[Saved data entries]

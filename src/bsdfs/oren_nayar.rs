//! Oren-Nayar rough-diffuse reflectance (Shirley's qualitative
//! formulation, per spec section 4.2).

use serde::{Deserialize, Serialize};

use crate::bsdfs::ScatterModel;
use crate::core::frame::{abs_cos_theta, cos_phi, cos_theta, same_hemisphere, sin_phi, sin_theta, tan_theta};
use crate::core::geometry::Spectrum;
use crate::core::lobes::{self, Lobes};
use crate::core::pbrt::{clamp_t, Float};
use crate::core::rng::Rng;
use crate::core::sampling::{cosine_hemisphere_pdf, cosine_sample_hemisphere, uniform_hemisphere_pdf, uniform_sample_hemisphere, INV_PI};
use crate::core::scatter_event::SurfaceScatterEvent;

#[derive(Debug, Copy, Clone, Serialize, Deserialize)]
pub struct OrenNayar {
    pub albedo: Spectrum,
    pub roughness: Float,
}

impl OrenNayar {
    /// Mixing weight between the cosine-weighted and uniform hemisphere
    /// strategies used for sampling (spec section 4.2: "sampling uses a
    /// cosine/uniform hemisphere mixture with mixing weight
    /// `clamp(roughness, 0.01, 1)`").
    fn mixing_weight(&self) -> Float {
        clamp_t(self.roughness, 0.01, 1.0)
    }

    fn qualitative_term(&self, wi: &crate::core::geometry::Vector3f, wo: &crate::core::geometry::Vector3f) -> Float {
        let sigma2 = self.roughness * self.roughness;
        let a = 1.0 - sigma2 / (2.0 * (sigma2 + 0.33));
        let b = 0.45 * sigma2 / (sigma2 + 0.09);
        let sin_theta_i = sin_theta(wi);
        let sin_theta_o = sin_theta(wo);
        let max_cos = if sin_theta_i > 1e-4 && sin_theta_o > 1e-4 {
            let sin_phi_i = sin_phi(wi);
            let cos_phi_i = cos_phi(wi);
            let sin_phi_o = sin_phi(wo);
            let cos_phi_o = cos_phi(wo);
            (cos_phi_i * cos_phi_o + sin_phi_i * sin_phi_o).max(0.0)
        } else {
            0.0
        };
        let (sin_alpha, tan_beta) = if abs_cos_theta(wi) > abs_cos_theta(wo) {
            (sin_theta_o, sin_theta_i / abs_cos_theta(wi).max(1e-7))
        } else {
            (sin_theta_i, sin_theta_o / abs_cos_theta(wo).max(1e-7))
        };
        a + b * max_cos * sin_alpha * tan_beta
    }
}

impl ScatterModel for OrenNayar {
    fn eval(&self, event: &SurfaceScatterEvent) -> Spectrum {
        if !event.requested_lobes.intersects(lobes::DIFFUSE_REFLECTION)
            || !same_hemisphere(&event.wi, &event.wo)
            || cos_theta(&event.wi) <= 0.0
        {
            return Spectrum::default();
        }
        let term = self.qualitative_term(&event.wi, &event.wo);
        self.albedo * (INV_PI * term * abs_cos_theta(&event.wo))
    }

    fn sample(&self, event: &mut SurfaceScatterEvent, rng: &mut Rng) -> bool {
        if !event.requested_lobes.intersects(lobes::DIFFUSE_REFLECTION) || cos_theta(&event.wi) <= 0.0 {
            return false;
        }
        event.draw_direction_sample(rng);
        let w = self.mixing_weight();
        let use_uniform = event.u1d < w;
        let mut wo = if use_uniform {
            uniform_sample_hemisphere(&event.u)
        } else {
            cosine_sample_hemisphere(&event.u)
        };
        if event.wi.z < 0.0 {
            wo.z = -wo.z;
        }
        event.wo = wo;
        event.pdf = w * uniform_hemisphere_pdf() + (1.0 - w) * cosine_hemisphere_pdf(abs_cos_theta(&wo));
        event.sampled_lobe = lobes::DIFFUSE_REFLECTION;
        if event.pdf <= 0.0 {
            return false;
        }
        event.weight = self.eval(event) / event.pdf;
        tan_theta(&wo).is_finite() && !event.weight.has_nans() && event.weight.max_component().is_finite()
    }

    fn pdf(&self, event: &SurfaceScatterEvent) -> Float {
        if !event.requested_lobes.intersects(lobes::DIFFUSE_REFLECTION) || !same_hemisphere(&event.wi, &event.wo) {
            return 0.0;
        }
        let w = self.mixing_weight();
        w * uniform_hemisphere_pdf() + (1.0 - w) * cosine_hemisphere_pdf(abs_cos_theta(&event.wo))
    }

    fn lobes(&self) -> Lobes {
        lobes::DIFFUSE_REFLECTION
    }
}

trait HasNans {
    fn has_nans(&self) -> bool;
}
impl HasNans for Spectrum {
    fn has_nans(&self) -> bool {
        self.x.is_nan() || self.y.is_nan() || self.z.is_nan()
    }
}

#[cfg(test)]
mod tests {
    use super::*;
    use crate::core::frame::Frame;
    use crate::core::geometry::{Normal3f, Vector3f};

    #[test]
    fn eval_equals_weight_times_pdf_after_sample() {
        let bsdf = OrenNayar { albedo: Spectrum::new(0.5, 0.5, 0.5), roughness: 0.4 };
        let mut rng = Rng::new(3, 0);
        let frame = Frame::from_normal(Normal3f::new(0.0, 0.0, 1.0));
        let mut event = SurfaceScatterEvent::new(frame, Vector3f::new(0.2, 0.1, 0.97).normalize(), lobes::ALL);
        assert!(bsdf.sample(&mut event, &mut rng));
        let eval = bsdf.eval(&event);
        let predicted = event.weight * event.pdf;
        assert!((eval.x - predicted.x).abs() < 1e-3 * predicted.x.max(1.0));
    }
}
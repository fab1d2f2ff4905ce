//! Fresnel reflectance for dielectric and conductor interfaces
//! (spec section 4.2, Dielectric/Conductor).

use crate::core::geometry::Spectrum;
use crate::core::pbrt::{clamp_t, lerp, Float};

/// Unpolarized Fresnel reflectance at a dielectric interface with
/// relative index of refraction `eta = eta_t / eta_i`.
pub fn dielectric_reflectance(cos_theta_i: Float, eta: Float) -> Float {
    let mut cos_theta_i = clamp_t(cos_theta_i, -1.0, 1.0);
    let (eta_i, eta_t) = if cos_theta_i > 0.0 {
        (1.0, eta)
    } else {
        cos_theta_i = cos_theta_i.abs();
        (eta, 1.0)
    };
    let sin_theta_i = (0.0_f32).max(1.0 - cos_theta_i * cos_theta_i).sqrt();
    let sin_theta_t = eta_i / eta_t * sin_theta_i;
    if sin_theta_t >= 1.0 {
        return 1.0;
    }
    let cos_theta_t = (0.0_f32).max(1.0 - sin_theta_t * sin_theta_t).sqrt();
    let r_parl =
        ((eta_t * cos_theta_i) - (eta_i * cos_theta_t)) / ((eta_t * cos_theta_i) + (eta_i * cos_theta_t));
    let r_perp =
        ((eta_i * cos_theta_i) - (eta_t * cos_theta_t)) / ((eta_i * cos_theta_i) + (eta_t * cos_theta_t));
    (r_parl * r_parl + r_perp * r_perp) / 2.0
}

/// Fresnel reflectance at the boundary between a dielectric and a
/// conductor with complex index of refraction `eta + i*k`.
pub fn conductor_reflectance(cos_theta_i: Float, eta: Spectrum, k: Spectrum) -> Spectrum {
    let cos_theta_i = clamp_t(cos_theta_i, -1.0, 1.0);
    let cos_theta_i2 = cos_theta_i * cos_theta_i;
    let sin_theta_i2 = 1.0 - cos_theta_i2;
    let eta2 = eta * eta;
    let eta_k2 = k * k;
    let t0 = eta2 - eta_k2 - Spectrum::new(sin_theta_i2, sin_theta_i2, sin_theta_i2);
    let a2_plus_b2 = (t0 * t0 + eta2 * eta_k2 * Spectrum::new(4.0, 4.0, 4.0)).sqrt();
    let t1 = a2_plus_b2 + Spectrum::new(cos_theta_i2, cos_theta_i2, cos_theta_i2);
    let a = ((a2_plus_b2 + t0) * 0.5).sqrt();
    let t2 = a * (2.0 * cos_theta_i);
    let rs = (t1 - t2) / (t1 + t2);
    let t3 = a2_plus_b2 * cos_theta_i2 + Spectrum::new(sin_theta_i2 * sin_theta_i2, sin_theta_i2 * sin_theta_i2, sin_theta_i2 * sin_theta_i2);
    let t4 = t2 * sin_theta_i2;
    let rp = rs * (t3 - t4) / (t3 + t4);
    (rp + rs) * 0.5
}

fn schlick_weight(cos_theta: Float) -> Float {
    let m = clamp_t(1.0 - cos_theta, 0.0, 1.0);
    (m * m) * (m * m) * m
}

/// Schlick's approximation, used by RoughCoat for a cheap grazing-angle
/// Fresnel term where the full formula is not worth the cost.
pub fn schlick_reflectance(r0: Float, cos_theta: Float) -> Float {
    lerp(schlick_weight(cos_theta), r0, 1.0)
}

/// Average (cosine-weighted hemispherical) dielectric Fresnel
/// reflectance, used by Plastic/RoughPlastic/SmoothCoat/RoughCoat to
/// account for internally-reflected light bouncing back out through the
/// coat (spec section 4.2, "internal reflection is accounted for by
/// pre-integrating the diffuse Fresnel term"). The spec's reference
/// implementation Monte-Carlo samples this integral at
/// `prepareForRender`; this crate instead uses a deterministic
/// stratified quadrature of the same integrand (see DESIGN.md open
/// question 3), which converges to the same value without needing an
/// RNG at construction time.
pub fn diffuse_fresnel_reflectance(eta: Float, samples: usize) -> Float {
    let mut sum = 0.0_f64;
    let n = samples.max(1);
    for i in 0..n {
        let cos_theta = (i as Float + 0.5) / n as Float;
        let fr = dielectric_reflectance(cos_theta, eta) as f64;
        sum += fr * cos_theta as f64 * 2.0;
    }
    (sum / n as f64) as Float
}

/// Complex indices of refraction for a handful of named conductors,
/// sampled at RGB wavelengths (`~611/549/466nm`); matches the presets
/// Tungsten-family renderers ship for Conductor/RoughConductor.
#[derive(Debug, Copy, Clone)]
pub struct ComplexIor {
    pub eta: Spectrum,
    pub k: Spectrum,
}

impl ComplexIor {
    pub fn named(name: &str) -> Option<ComplexIor> {
        use hexf::hexf32;
        match name.to_ascii_lowercase().as_str() {
            "gold" | "au" => Some(ComplexIor {
                eta: Spectrum::new(hexf32!("0x1.82p-1"), hexf32!("0x1.dap-2"), hexf32!("0x1.1cp-2")),
                k: Spectrum::new(hexf32!("0x1.ddp+1"), hexf32!("0x1.adp+1"), hexf32!("0x1.2cp+1")),
            }),
            "silver" | "ag" => Some(ComplexIor {
                eta: Spectrum::new(0.155_f32, 0.116, 0.138),
                k: Spectrum::new(4.82_f32, 3.12, 2.14),
            }),
            "copper" | "cu" => Some(ComplexIor {
                eta: Spectrum::new(0.2_f32, 0.92, 1.1),
                k: Spectrum::new(3.91_f32, 2.45, 2.14),
            }),
            "aluminium" | "aluminum" | "al" => Some(ComplexIor {
                eta: Spectrum::new(1.345_f32, 0.965, 0.617),
                k: Spectrum::new(7.47_f32, 6.40, 5.30),
            }),
            _ => None,
        }
    }
}
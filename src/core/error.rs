//! Error handling design (spec section 7).
//!
//! Three tiers, deliberately not unified into one `Result` type:
//!
//! * Recoverable numeric conditions (NaNs, degenerate samples) are never
//!   propagated as errors -- they become `Vec3(0)` / `pdf = 0` /
//!   `sample = false` and the estimator silently drops the contribution.
//! * Programmer-error conditions use `debug_assert!`; they are asserted
//!   away in release builds per the spec's stated UB allowance.
//! * Resource-acquisition conditions (a texture that failed to load) are
//!   collected during `prepareForRender` and returned to the caller so
//!   the render can still complete with a fallback.

use thiserror::Error;

#[derive(Debug, Error)]
pub enum SetupDiagnostic {
    #[error("texture `{name}` could not be resolved and was replaced with the error texture: {reason}")]
    MissingTexture { name: String, reason: String },
    #[error("BSDF reference cycle rejected in `{name}`")]
    CyclicBsdf { name: String },
    #[error("BVH node with {count} primitives fell back to a midpoint split: SAH binning degenerated (all centroids coincide on the split axis)")]
    BvhDegenerate { count: usize },
}

/// Returned by `Scene::prepare_for_render`: a render that proceeds with
/// fallbacks rather than failing outright, plus the diagnostics that
/// explain what was substituted.
#[derive(Debug, Default)]
pub struct PrepareReport {
    pub diagnostics: Vec<SetupDiagnostic>,
}

impl PrepareReport {
    pub fn push(&mut self, diagnostic: SetupDiagnostic) {
        log::warn!("{diagnostic}");
        self.diagnostics.push(diagnostic);
    }
}
//! Smooth conductor (mirror with complex-IOR Fresnel weighting; spec
//! section 4.2).

use serde::{Deserialize, Serialize};

use crate::bsdfs::fresnel::conductor_reflectance;
use crate::bsdfs::ScatterModel;
use crate::core::frame::cos_theta;
use crate::core::geometry::{Spectrum, Vector3f};
use crate::core::lobes::{self, Lobes};
use crate::core::pbrt::Float;
use crate::core::rng::Rng;
use crate::core::scatter_event::SurfaceScatterEvent;

#[derive(Debug, Copy, Clone, Serialize, Deserialize)]
pub struct Conductor {
    pub eta: Spectrum,
    pub k: Spectrum,
}

impl ScatterModel for Conductor {
    fn eval(&self, _event: &SurfaceScatterEvent) -> Spectrum {
        Spectrum::default()
    }

    fn sample(&self, event: &mut SurfaceScatterEvent, rng: &mut Rng) -> bool {
        if !event.requested_lobes.intersects(lobes::SPECULAR_REFLECTION) {
            return false;
        }
        let cos_theta_i = cos_theta(&event.wi);
        if cos_theta_i <= 0.0 {
            return false;
        }
        event.draw_direction_sample(rng);
        event.wo = Vector3f::new(-event.wi.x, -event.wi.y, event.wi.z);
        event.sampled_lobe = lobes::SPECULAR_REFLECTION;
        event.pdf = 1.0;
        event.weight = conductor_reflectance(cos_theta_i, self.eta, self.k);
        true
    }

    fn pdf(&self, _event: &SurfaceScatterEvent) -> Float {
        0.0
    }

    fn lobes(&self) -> Lobes {
        lobes::SPECULAR_REFLECTION
    }
}
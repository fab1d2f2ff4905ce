//! Parallel-sided dielectric slab with an optional thin-film
//! spectral-interference term (spec section 4.2, "ThinSheet").
//!
//! Reflectance/transmittance are Dirac lobes, as for `Dielectric`; the
//! interference term modulates the RGB reflectance weight using the
//! three reference wavelengths the spec names (`{650, 510, 475}nm`)
//! rather than a full spectral integral (no spectral rendering in this
//! core, per spec section 1 non-goals).

use serde::{Deserialize, Serialize};

use crate::bsdfs::fresnel::dielectric_reflectance;
use crate::bsdfs::ScatterModel;
use crate::core::frame::cos_theta;
use crate::core::geometry::{Spectrum, Vector3f};
use crate::core::lobes::{self, Lobes};
use crate::core::pbrt::Float;
use crate::core::rng::Rng;
use crate::core::scatter_event::SurfaceScatterEvent;

const REFERENCE_WAVELENGTHS_NM: [Float; 3] = [650.0, 510.0, 475.0];

#[derive(Debug, Copy, Clone, Serialize, Deserialize)]
pub struct ThinSheet {
    pub ior: Float,
    pub thickness_nm: Float,
    pub enable_interference: bool,
}

impl ThinSheet {
    fn interference_weight(&self, cos_theta_t: Float) -> Spectrum {
        if !self.enable_interference {
            return Spectrum::new(1.0, 1.0, 1.0);
        }
        let phase = 4.0 * std::f32::consts::PI * self.ior * self.thickness_nm * cos_theta_t;
        let mut channels = [0.0_f32; 3];
        for (i, lambda) in REFERENCE_WAVELENGTHS_NM.iter().enumerate() {
            channels[i] = 0.5 + 0.5 * (phase / lambda).cos();
        }
        Spectrum::new(channels[0], channels[1], channels[2])
    }
}

impl ScatterModel for ThinSheet {
    fn eval(&self, _event: &SurfaceScatterEvent) -> Spectrum {
        Spectrum::default()
    }

    fn sample(&self, event: &mut SurfaceScatterEvent, rng: &mut Rng) -> bool {
        let cos_theta_i = cos_theta(&event.wi);
        if cos_theta_i == 0.0 {
            return false;
        }
        event.draw_direction_sample(rng);
        let sin2_theta_t = (1.0 - cos_theta_i * cos_theta_i) / (self.ior * self.ior);
        let cos_theta_t = (1.0 - sin2_theta_t.min(1.0)).max(0.0).sqrt();
        let f = dielectric_reflectance(cos_theta_i, self.ior);
        let wants_reflection = event.requested_lobes.intersects(lobes::SPECULAR_REFLECTION);
        let wants_transmission = event.requested_lobes.intersects(lobes::SPECULAR_TRANSMISSION);
        if !wants_reflection && !wants_transmission {
            return false;
        }
        let pick_reflection = if wants_reflection && wants_transmission {
            event.u1d < f
        } else {
            wants_reflection
        };
        if pick_reflection {
            if !wants_reflection {
                return false;
            }
            event.wo = Vector3f::new(-event.wi.x, -event.wi.y, event.wi.z);
            event.sampled_lobe = lobes::SPECULAR_REFLECTION;
            event.pdf = if wants_transmission { f } else { 1.0 };
            event.weight = self.interference_weight(cos_theta_t);
        } else {
            if !wants_transmission {
                return false;
            }
            event.wo = -event.wi;
            event.sampled_lobe = lobes::SPECULAR_TRANSMISSION;
            event.pdf = if wants_reflection { 1.0 - f } else { 1.0 };
            event.weight = Spectrum::new(1.0, 1.0, 1.0) * ((1.0 - f) / event.pdf);
        }
        true
    }

    fn pdf(&self, _event: &SurfaceScatterEvent) -> Float {
        0.0
    }

    fn lobes(&self) -> Lobes {
        lobes::SPECULAR_REFLECTION | lobes::SPECULAR_TRANSMISSION
    }
}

__ACTION ITEM__. Using the data above, establish how many lines include the word "RoughCoat"; the reply is that number only.

__TASK OUTPUT__. 2